[DATASET EXTRACT]

// SPDX-License-Identifier: Apache-2.0 OR MIT
// Copyright (c) 2025-2026 naskel.com

//! Gateway client errors.

use thiserror::Error;

#[derive(Debug, Error)]
pub enum DeconzError {
    #[error("invalid gateway address '{addr}': {reason}")]
    InvalidAddress { addr: String, reason: String },

    #[error("HTTP error: {0}")]
    Http(#[from] reqwest::Error),

    #[error("gateway returned {status}: {body}")]
    Status { status: u16, body: String },

    #[error("unexpected gateway response: {0}")]
    Json(#[from] serde_json::Error),

    #[error("websocket error: {0}")]
    WebSocket(#[from] tokio_tungstenite::tungstenite::Error),

    #[error("event stream closed: {0}")]
    StreamClosed(String),

    #[error("pairing rejected (error {code}): {description}")]
    Pairing { code: i64, description: String },
}

pub type Result<T> = std::result::Result<T, DeconzError>;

[EXERCISE GOAL] Starting with the line with "pub enum DeconzError" above and going on through the line with "u16, body: String", transcribe every line exactly, both ends included, and add nothing.

[RESPONSE AREA]
pub enum DeconzError {
    #[error("invalid gateway address '{addr}': {reason}")]
    InvalidAddress { addr: String, reason: String },

    #[error("HTTP error: {0}")]
    Http(#[from] reqwest::Error),

    #[error("gateway returned {status}: {body}")]
    Status { status: u16, body: String },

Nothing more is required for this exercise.